> _Required action_
Go through the listing below and report how many lines contain the word "stderr"; write no other words.

** Opening Study material block **

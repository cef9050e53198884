//! Engine configuration: built-in defaults, an optional TOML file, then CLI
//! overrides applied by `main`.
//!
//! ```toml
//! [lyrics]
//! cache_location = "~/.cache/lyricsync"
//! acceptable_duration_difference = 2
//! timeout_secs = 3
//! api_base = "https://lrclib.net"
//! ```

use directories::{BaseDirs, ProjectDirs};
use serde::Deserialize;
use std::path::{Path, PathBuf};
use std::time::Duration;
use thiserror::Error;

pub const DEFAULT_API_BASE: &str = "https://lrclib.net";
pub const DEFAULT_TOLERANCE_SECS: f64 = 2.0;
pub const DEFAULT_TIMEOUT: Duration = Duration::from_secs(3);

#[derive(Error, Debug)]
pub enum ConfigError {
    #[error("failed to read config {path}: {source}")]
    Read {
        path: PathBuf,
        source: std::io::Error,
    },
    #[error("invalid config {path}: {source}")]
    Parse {
        path: PathBuf,
        source: toml::de::Error,
    },
}

/// Settings injected into the cache store, fetch client and resolver.
#[derive(Debug, Clone, PartialEq)]
pub struct EngineConfig {
    pub cache_root: PathBuf,
    /// Max |candidate duration - track duration| in seconds.
    pub duration_tolerance: f64,
    pub timeout: Duration,
    pub api_base: String,
    pub user_agent: String,
}

impl Default for EngineConfig {
    fn default() -> Self {
        Self {
            cache_root: default_cache_root(),
            duration_tolerance: DEFAULT_TOLERANCE_SECS,
            timeout: DEFAULT_TIMEOUT,
            api_base: DEFAULT_API_BASE.to_string(),
            user_agent: format!(
                "lyricsync/{} (+https://github.com/lyricsync/lyricsync)",
                env!("CARGO_PKG_VERSION")
            ),
        }
    }
}

fn project_dirs() -> Option<ProjectDirs> {
    ProjectDirs::from("dev", "lyricsync", "lyricsync")
}

fn default_cache_root() -> PathBuf {
    project_dirs()
        .map(|p| p.cache_dir().to_path_buf())
        .unwrap_or_else(|| std::env::temp_dir().join("lyricsync"))
}

/// `config.toml` in the platform config directory.
pub fn default_config_path() -> Option<PathBuf> {
    project_dirs().map(|p| p.config_dir().join("config.toml"))
}

#[derive(Debug, Default, Deserialize)]
#[serde(default)]
struct FileConfig {
    lyrics: LyricsSection,
}

#[derive(Debug, Default, Deserialize)]
#[serde(default)]
struct LyricsSection {
    cache_location: Option<String>,
    acceptable_duration_difference: Option<f64>,
    timeout_secs: Option<f64>,
    api_base: Option<String>,
}

impl EngineConfig {
    /// Defaults overlaid with the contents of a TOML document.
    pub fn from_toml_str(s: &str, path: &Path) -> Result<Self, ConfigError> {
        let file: FileConfig = toml::from_str(s).map_err(|source| ConfigError::Parse {
            path: path.to_path_buf(),
            source,
        })?;
        let mut cfg = Self::default();
        let lyrics = file.lyrics;
        if let Some(loc) = lyrics.cache_location {
            cfg.cache_root = expand_home(&loc);
        }
        if let Some(tol) = lyrics.acceptable_duration_difference {
            cfg.duration_tolerance = tol;
        }
        if let Some(secs) = lyrics.timeout_secs
            && secs.is_finite()
            && secs > 0.0
        {
            cfg.timeout = Duration::from_secs_f64(secs);
        }
        if let Some(base) = lyrics.api_base {
            cfg.api_base = base;
        }
        Ok(cfg)
    }

    /// Load from an explicit path (must exist), or from the default location
    /// if a file is there, or fall back to defaults.
    pub fn load(explicit: Option<&Path>) -> Result<Self, ConfigError> {
        let path = match explicit {
            Some(p) => p.to_path_buf(),
            None => match default_config_path() {
                Some(p) if p.is_file() => p,
                _ => return Ok(Self::default()),
            },
        };
        let contents = std::fs::read_to_string(&path).map_err(|source| ConfigError::Read {
            path: path.clone(),
            source,
        })?;
        tracing::debug!(path = %path.display(), "Loaded config file");
        Self::from_toml_str(&contents, &path)
    }
}

/// Expand a leading `~/` to the user's home directory.
pub fn expand_home(p: &str) -> PathBuf {
    if let Some(rest) = p.strip_prefix("~/")
        && let Some(dirs) = BaseDirs::new()
    {
        return dirs.home_dir().join(rest);
    }
    PathBuf::from(p)
}
// lyrics/mod.rs - synced lyrics engine: parsing, cache, remote search, resolution
pub mod cache;
pub mod parse;
pub mod providers;
pub mod resolve;
pub mod types;

pub use providers::LrclibClient;
pub use resolve::{LyricsPayload, LyricsResolver};
pub use types::TrackIdentity;
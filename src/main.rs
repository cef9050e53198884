mod config;
mod lyrics;
mod mpris;
mod pipe;
mod state;

use crate::config::EngineConfig;
use crate::lyrics::{LrclibClient, LyricsResolver};
use crate::mpris::MprisSource;
use crate::pipe::LyricSync;
use clap::Parser;
use std::error::Error;
use std::path::PathBuf;
use std::time::Duration;
use tracing_subscriber::EnvFilter;

/// Application configuration from CLI
#[derive(Parser, Debug, Clone)]
#[command(author, version, about = "Print the current line of synced lyrics for the playing track")]
pub struct Config {
    /// TOML config file (default: config.toml in the platform config dir, if present)
    #[arg(long)]
    config: Option<PathBuf>,
    /// Directory holding cached lyrics
    #[arg(long)]
    cache_dir: Option<PathBuf>,
    /// Max difference in seconds between track and lyrics durations
    #[arg(long)]
    tolerance: Option<f64>,
    /// Lyrics request timeout in seconds
    #[arg(long)]
    timeout: Option<f64>,
    /// Base URL of the lrclib-compatible lyrics API
    #[arg(long)]
    api_base: Option<String>,
    /// Poll interval in milliseconds
    #[arg(long, default_value_t = 500)]
    poll_ms: u64,
    /// Blocklist for MPRIS player service names (comma-separated, case-insensitive)
    #[arg(
        long = "block",
        value_name = "SERVICE1,SERVICE2",
        value_delimiter = ','
    )]
    block: Vec<String>,
    /// Enable debug logging to stderr
    #[arg(long)]
    pub debug_log: bool,
}

impl Config {
    /// Apply CLI overrides on top of file/default settings.
    fn apply(&self, mut engine: EngineConfig) -> EngineConfig {
        if let Some(dir) = &self.cache_dir {
            engine.cache_root = dir.clone();
        }
        if let Some(tol) = self.tolerance {
            engine.duration_tolerance = tol;
        }
        if let Some(secs) = self.timeout
            && secs.is_finite()
            && secs > 0.0
        {
            engine.timeout = Duration::from_secs_f64(secs);
        }
        if let Some(base) = &self.api_base {
            engine.api_base = base.clone();
        }
        engine
    }
}

fn init_logging(debug: bool) {
    let default = if debug { "debug" } else { "warn" };
    let filter = EnvFilter::try_from_default_env().unwrap_or_else(|_| EnvFilter::new(default));
    tracing_subscriber::fmt()
        .with_env_filter(filter)
        .with_writer(std::io::stderr)
        .init();
}

#[tokio::main]
async fn main() -> Result<(), Box<dyn Error + Send + Sync>> {
    let cfg = Config::parse();
    init_logging(cfg.debug_log);

    let engine = cfg.apply(EngineConfig::load(cfg.config.as_deref())?);
    tracing::debug!(?engine, "Engine configuration");

    let client = LrclibClient::new(&engine)?;
    let resolver = LyricsResolver::new(&engine, client);
    let source = MprisSource::new(cfg.block.clone());
    let mut sync = LyricSync::new(source, resolver);

    let poll_interval = Duration::from_millis(cfg.poll_ms.max(50));
    if let Err(e) = sync.run(poll_interval, &mut std::io::stdout()).await {
        eprintln!("Error: {}", e);
        return Err(e.into());
    }
    Ok(())
}
//! D-Bus connection management and player discovery for MPRIS.

use crate::mpris::playback::get_playback_status;
use std::sync::Arc;
use tokio::sync::OnceCell;

const MPRIS_PREFIX: &str = "org.mpris.MediaPlayer2.";

/// Errors that can occur during MPRIS operations
#[derive(thiserror::Error, Debug)]
pub enum MprisError {
    #[error("D-Bus error: {0}")]
    ZBus(#[from] zbus::Error),
    #[error("D-Bus call failed: {0}")]
    Fdo(#[from] zbus::fdo::Error),
    #[error("Failed to establish D-Bus connection")]
    NoConnection,
}

/// Global D-Bus connection singleton
static DBUS_CONNECTION: OnceCell<Arc<zbus::Connection>> = OnceCell::const_new();

/// Get or create a shared D-Bus session connection
pub async fn get_dbus_conn() -> Result<Arc<zbus::Connection>, MprisError> {
    DBUS_CONNECTION
        .get_or_try_init(|| async {
            let conn = zbus::Connection::session()
                .await
                .map_err(|_| MprisError::NoConnection)?;
            Ok(Arc::new(conn))
        })
        .await
        .cloned()
}

/// All MPRIS player service names currently on the session bus.
pub async fn get_player_names() -> Result<Vec<String>, MprisError> {
    let conn = get_dbus_conn().await?;
    let dbus = zbus::fdo::DBusProxy::new(&conn).await?;
    let names = dbus.list_names().await?;
    Ok(names
        .into_iter()
        .map(|n| n.as_str().to_string())
        .filter(|n| n.starts_with(MPRIS_PREFIX))
        .collect())
}

/// First non-blocked player whose status is `Playing`, in bus order.
pub async fn find_playing_player(block_list: &[String]) -> Result<Option<String>, MprisError> {
    for service in get_player_names().await? {
        if is_blocked(&service, block_list) {
            continue;
        }
        if matches!(get_playback_status(&service).await.as_deref(), Ok("Playing")) {
            return Ok(Some(service));
        }
    }
    Ok(None)
}

/// Check if a player service name should be blocked
///
/// Returns true if the service name (case-insensitive) contains any blocked string.
pub fn is_blocked(service: &str, block_list: &[String]) -> bool {
    let service_lower = service.to_lowercase();
    block_list
        .iter()
        .any(|blocked| service_lower.contains(&blocked.to_lowercase()))
}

** Closing Study material block **

> _Expected answer_
2